We analyzed androgen receptor (AR) target genes on human neural stem cells (hNSCs) by ChIP-sequencing of AR IP after either DMSO (solvent), Testosterone 100nM, DHT 10 or 100nM 4 hours treatment in order to find the role of AR during brain development. Overall design: Examination of AR IP sequences after DMSO (1 technical replicate), Testosterone 100nM (AR agonist, 2 technical replicates), DHT 10nM (AR agonist, natural metabolite of testosterone, 2 technical replicates) or DHT 100nM treatment by deep sequencing using Illumina HiSeq 2500

本研究为探究雄激素受体（androgen receptor, AR）在脑发育过程中的功能，针对人类神经干细胞（human neural stem cells, hNSCs）中的AR靶基因展开分析。

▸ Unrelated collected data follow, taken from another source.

//! Command transport seam.
//!
//! Tasks never spawn processes themselves. They hand fully composed shell
//! command lines to a [`Transport`], which runs them against one host and
//! returns the captured result.

use serde::Serialize;
use std::cell::RefCell;

#[derive(Debug, Clone, Default, PartialEq, Eq, Serialize)]
#[serde(rename_all = "camelCase")]
pub struct CommandOutput {
    pub stdout: String,
    pub stderr: String,
    pub success: bool,
    pub exit_code: i32,
}

impl CommandOutput {
    pub fn ok(stdout: impl Into<String>) -> Self {
        Self {
            stdout: stdout.into(),
            stderr: String::new(),
            success: true,
            exit_code: 0,
        }
    }

    pub fn failed(exit_code: i32, stderr: impl Into<String>) -> Self {
        Self {
            stdout: String::new(),
            stderr: stderr.into(),
            success: false,
            exit_code,
        }
    }
}

pub trait Transport {
    /// Run one command line, optionally feeding `stdin`.
    fn execute(&self, command: &str, stdin: Option<&[u8]>) -> CommandOutput;

    /// Human-readable target, e.g. `deploy@10.0.0.5`.
    fn describe(&self) -> String;
}

/// A command seen by [`RecordingTransport`].
#[derive(Debug, Clone, PartialEq, Eq, Serialize)]
pub struct RecordedCommand {
    pub command: String,
    #[serde(skip_serializing_if = "Option::is_none")]
    pub stdin: Option<String>,
}

/// In-memory transport that records commands and answers from rules.
///
/// A rule matches when its pattern is a substring of the command line. The
/// most recently added matching rule wins; unmatched commands succeed with
/// empty output.
#[derive(Debug, Default)]
pub struct RecordingTransport {
    label: String,
    rules: Vec<(String, CommandOutput)>,
    recorded: RefCell<Vec<RecordedCommand>>,
}

impl RecordingTransport {
    pub fn new(label: impl Into<String>) -> Self {
        Self {
            label: label.into(),
            ..Self::default()
        }
    }

    /// Transport for `--dry-run`: remote paths never exist, everything else succeeds.
    pub fn dry_run(label: impl Into<String>) -> Self {
        Self::new(label).with_response("test -e ", CommandOutput::failed(1, ""))
    }

    pub fn with_response(mut self, pattern: impl Into<String>, output: CommandOutput) -> Self {
        self.rules.push((pattern.into(), output));
        self
    }

    pub fn with_stdout(self, pattern: impl Into<String>, stdout: impl Into<String>) -> Self {
        self.with_response(pattern, CommandOutput::ok(stdout))
    }

    pub fn with_failure(self, pattern: impl Into<String>) -> Self {
        self.with_response(pattern, CommandOutput::failed(1, ""))
    }

    /// Command lines in issue order.
    pub fn commands(&self) -> Vec<String> {
        self.recorded
            .borrow()
            .iter()
            .map(|r| r.command.clone())
            .collect()
    }

    pub fn recorded(&self) -> Vec<RecordedCommand> {
        self.recorded.borrow().clone()
    }
}

impl Transport for RecordingTransport {
    fn execute(&self, command: &str, stdin: Option<&[u8]>) -> CommandOutput {
        self.recorded.borrow_mut().push(RecordedCommand {
            command: command.to_string(),
            stdin: stdin.map(|bytes| String::from_utf8_lossy(bytes).to_string()),
        });

        self.rules
            .iter()
            .rev()
            .find(|(pattern, _)| command.contains(pattern.as_str()))
            .map(|(_, output)| output.clone())
            .unwrap_or_else(|| CommandOutput::ok(""))
    }

    fn describe(&self) -> String {
        format!("recording:{}", self.label)
    }
}

#[cfg(test)]
mod tests {
    use super::*;

    #[test]
    fn later_rules_take_precedence() {
        let transport = RecordingTransport::new("web1")
            .with_stdout("cat", "first")
            .with_stdout("cat /etc", "second");

        assert_eq!(transport.execute("cat /etc/group", None).stdout, "second");
        assert_eq!(transport.execute("cat notes", None).stdout, "first");
        assert!(transport.execute("true", None).success);
    }

    #[test]
    fn records_commands_and_stdin() {
        let transport = RecordingTransport::new("web1");
        transport.execute("cat > '/tmp/x'", Some(b"payload"));

        let recorded = transport.recorded();
        assert_eq!(recorded.len(), 1);
        assert_eq!(recorded[0].stdin.as_deref(), Some("payload"));
    }

    #[test]
    fn dry_run_reports_paths_absent() {
        let transport = RecordingTransport::dry_run("web1");
        assert!(!transport.execute("test -e '/home/x'", None).success);
        assert!(transport.execute("apt-get update -y", None).success);
    }
}
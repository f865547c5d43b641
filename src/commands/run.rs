use clap::Args;
use serde::Serialize;

use stagehand::hosts::HostRegistry;
use stagehand::output::{Outcome, TaskReport};
use stagehand::registry::{TaskArgs, TaskRegistry};
use stagehand::session::Session;
use stagehand::ssh::SshClient;
use stagehand::transport::{RecordingTransport, Transport};
use stagehand::utils::command;

use super::CmdResult;

/// Exit code for a run that stopped on a precondition conflict.
const CONFLICT_EXIT_CODE: i32 = 3;

#[derive(Args)]
pub struct RunArgs {
    /// Host label from settings
    pub host: String,

    /// Task name (see `stagehand tasks list`)
    pub task: String,

    /// Task arguments as key=value pairs.
    ///
    /// Examples:
    ///   stagehand run web1 create_user username=bob ssh_key_path=keys/bob.pub admin=true
    ///   stagehand run web1 setup_project project_name=shop git_url=git@example.com:shop.git
    #[arg(num_args = 0.., trailing_var_arg = true)]
    pub args: Vec<String>,

    /// SSH login user (overrides the host entry and sshUser)
    #[arg(long)]
    pub user: Option<String>,

    /// Record the commands the task would issue without connecting
    #[arg(long)]
    pub dry_run: bool,

    /// Never pause for operator confirmation
    #[arg(long, short = 'y')]
    pub yes: bool,
}

#[derive(Debug, Serialize)]
#[serde(rename_all = "camelCase")]
pub struct RunOutput {
    pub dry_run: bool,
    pub transport: String,
    #[serde(flatten)]
    pub report: TaskReport,
}

pub fn run(args: RunArgs, global: &crate::commands::GlobalArgs) -> CmdResult<RunOutput> {
    let settings = global.load_settings()?;
    let registry = TaskRegistry::builtin();

    // Resolve task and arguments before connecting anywhere.
    let task = registry.get(&args.task)?.name;
    let task_args = TaskArgs::parse(&args.args)?;
    let target = HostRegistry::new(&settings).select(&args.host, args.user.as_deref())?;

    let recorder;
    let client;
    let transport: &dyn Transport = if args.dry_run {
        recorder = RecordingTransport::dry_run(target.label.clone());
        &recorder
    } else {
        client = SshClient::from_target(&target)?;
        &client
    };
    let description = transport.describe();

    let mut session =
        Session::new(transport, &settings, &target).with_operator(command::local_user());
    if !args.yes && !args.dry_run && crate::tty::is_stdin_tty() {
        session = session.with_pause_hook(|prompt| {
            crate::tty::prompt(&format!("{} ", prompt)).map(|_| ())
        });
    }

    let report = registry.dispatch(task, &task_args, session)?;
    let exit_code = match report.outcome {
        Outcome::Conflict { .. } => CONFLICT_EXIT_CODE,
        Outcome::Completed | Outcome::Skipped { .. } => 0,
    };

    Ok((
        RunOutput {
            dry_run: args.dry_run,
            transport: description,
            report,
        },
        exit_code,
    ))
}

具体实验方法为：对经不同处理4小时的细胞样本进行AR免疫沉淀（AR IP）后，开展染色质免疫共沉淀测序（ChIP-sequencing）。处理分组包括二甲基亚砜（DMSO，溶剂对照）、100nM睾酮、10nM双氢睾酮（DHT）以及100nM双氢睾酮（DHT）。实验整体设计如下：采用Illumina HiSeq 2500平台进行深度测序，对各组的AR IP序列进行检测，其中二甲基亚砜对照组设置1次技术重复，100nM睾酮组（AR激动剂）、10nM双氢睾酮组（AR激动剂，睾酮的天然代谢产物）均设置2次技术重复，同时包含100nM双氢睾酮处理组。